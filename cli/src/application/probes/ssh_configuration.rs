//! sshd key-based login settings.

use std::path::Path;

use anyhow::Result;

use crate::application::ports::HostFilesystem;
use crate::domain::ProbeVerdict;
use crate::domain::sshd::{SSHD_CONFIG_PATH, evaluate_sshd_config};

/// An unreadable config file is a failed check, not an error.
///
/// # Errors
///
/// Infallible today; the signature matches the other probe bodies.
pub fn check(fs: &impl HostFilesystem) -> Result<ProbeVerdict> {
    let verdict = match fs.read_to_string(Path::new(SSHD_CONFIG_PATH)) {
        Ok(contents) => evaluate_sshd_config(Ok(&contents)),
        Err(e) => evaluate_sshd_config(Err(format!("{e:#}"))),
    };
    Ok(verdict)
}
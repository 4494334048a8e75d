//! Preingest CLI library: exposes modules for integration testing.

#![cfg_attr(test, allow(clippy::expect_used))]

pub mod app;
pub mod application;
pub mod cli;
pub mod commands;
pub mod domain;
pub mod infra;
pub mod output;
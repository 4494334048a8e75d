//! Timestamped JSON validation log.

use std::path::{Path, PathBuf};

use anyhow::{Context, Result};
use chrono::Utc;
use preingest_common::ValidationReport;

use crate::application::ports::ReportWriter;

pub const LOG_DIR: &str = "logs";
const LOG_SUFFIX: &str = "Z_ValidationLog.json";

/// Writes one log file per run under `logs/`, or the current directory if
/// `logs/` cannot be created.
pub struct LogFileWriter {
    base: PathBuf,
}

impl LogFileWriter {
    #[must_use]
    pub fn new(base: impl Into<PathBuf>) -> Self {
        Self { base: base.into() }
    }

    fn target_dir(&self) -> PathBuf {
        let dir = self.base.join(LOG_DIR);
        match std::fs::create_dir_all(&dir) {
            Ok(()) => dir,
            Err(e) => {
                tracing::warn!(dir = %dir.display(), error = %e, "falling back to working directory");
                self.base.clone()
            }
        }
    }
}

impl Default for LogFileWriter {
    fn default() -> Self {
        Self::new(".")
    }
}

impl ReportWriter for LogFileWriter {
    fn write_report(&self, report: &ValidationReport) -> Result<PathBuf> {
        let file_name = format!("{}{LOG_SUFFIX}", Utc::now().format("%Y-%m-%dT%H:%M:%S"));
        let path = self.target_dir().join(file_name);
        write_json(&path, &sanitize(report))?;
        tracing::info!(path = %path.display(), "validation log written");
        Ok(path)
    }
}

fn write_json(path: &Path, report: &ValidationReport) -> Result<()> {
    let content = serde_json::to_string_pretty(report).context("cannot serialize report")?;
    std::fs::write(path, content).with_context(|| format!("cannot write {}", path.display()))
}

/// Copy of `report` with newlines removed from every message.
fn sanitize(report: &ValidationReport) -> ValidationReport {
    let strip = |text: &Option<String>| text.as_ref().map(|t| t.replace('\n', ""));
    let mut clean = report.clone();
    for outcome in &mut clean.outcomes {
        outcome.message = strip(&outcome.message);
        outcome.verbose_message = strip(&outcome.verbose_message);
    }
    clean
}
★ ★ ★
• _YOUR INSTRUCTIONS_
Write out the records again, exactly as given.

• _OUTPUT BELOW_
filename cli/src/application/probes/ssh_configuration.rs
//! sshd key-based login settings.

use std::path::Path;

use anyhow::Result;

use crate::application::ports::HostFilesystem;
use crate::domain::ProbeVerdict;
use crate::domain::sshd::{SSHD_CONFIG_PATH, evaluate_sshd_config};

/// An unreadable config file is a failed check, not an error.
///
/// # Errors
///
/// Infallible today; the signature matches the other probe bodies.
pub fn check(fs: &impl HostFilesystem) -> Result<ProbeVerdict> {
    let verdict = match fs.read_to_string(Path::new(SSHD_CONFIG_PATH)) {
        Ok(contents) => evaluate_sshd_config(Ok(&contents)),
        Err(e) => evaluate_sshd_config(Err(format!("{e:#}"))),
    };
    Ok(verdict)
}
repository 4494334048a8e75d
//! Preingest CLI library: exposes modules for integration testing.

#![cfg_attr(test, allow(clippy::expect_used))]

pub mod app;
pub mod application;
pub mod cli;
pub mod commands;
pub mod domain;
pub mod infra;
pub mod output;
repository 4494334048a8e75d
//! Timestamped JSON validation log.

use std::path::{Path, PathBuf};

use anyhow::{Context, Result};
use chrono::Utc;
use preingest_common::ValidationReport;

use crate::application::ports::ReportWriter;

pub const LOG_DIR: &str = "logs";
const LOG_SUFFIX: &str = "Z_ValidationLog.json";

/// Writes one log file per run under `logs/`, or the current directory if
/// `logs/` cannot be created.
pub struct LogFileWriter {
    base: PathBuf,
}

impl LogFileWriter {
    #[must_use]
    pub fn new(base: impl Into<PathBuf>) -> Self {
        Self { base: base.into() }
    }

    fn target_dir(&self) -> PathBuf {
        let dir = self.base.join(LOG_DIR);
        match std::fs::create_dir_all(&dir) {
            Ok(()) => dir,
            Err(e) => {
                tracing::warn!(dir = %dir.display(), error = %e, "falling back to working directory");
                self.base.clone()
            }
        }
    }
}

impl Default for LogFileWriter {
    fn default() -> Self {
        Self::new(".")
    }
}

impl ReportWriter for LogFileWriter {
    fn write_report(&self, report: &ValidationReport) -> Result<PathBuf> {
        let file_name = format!("{}{LOG_SUFFIX}", Utc::now().format("%Y-%m-%dT%H:%M:%S"));
        let path = self.target_dir().join(file_name);
        write_json(&path, &sanitize(report))?;
        tracing::info!(path = %path.display(), "validation log written");
        Ok(path)
    }
}

fn write_json(path: &Path, report: &ValidationReport) -> Result<()> {
    let content = serde_json::to_string_pretty(report).context("cannot serialize report")?;
    std::fs::write(path, content).with_context(|| format!("cannot write {}", path.display()))
}

/// Copy of `report` with newlines removed from every message.
fn sanitize(report: &ValidationReport) -> ValidationReport {
    let strip = |text: &Option<String>| text.as_ref().map(|t| t.replace('\n', ""));
    let mut clean = report.clone();
    for outcome in &mut clean.outcomes {
        outcome.message = strip(&outcome.message);
        outcome.verbose_message = strip(&outcome.verbose_message);
    }
    clean
}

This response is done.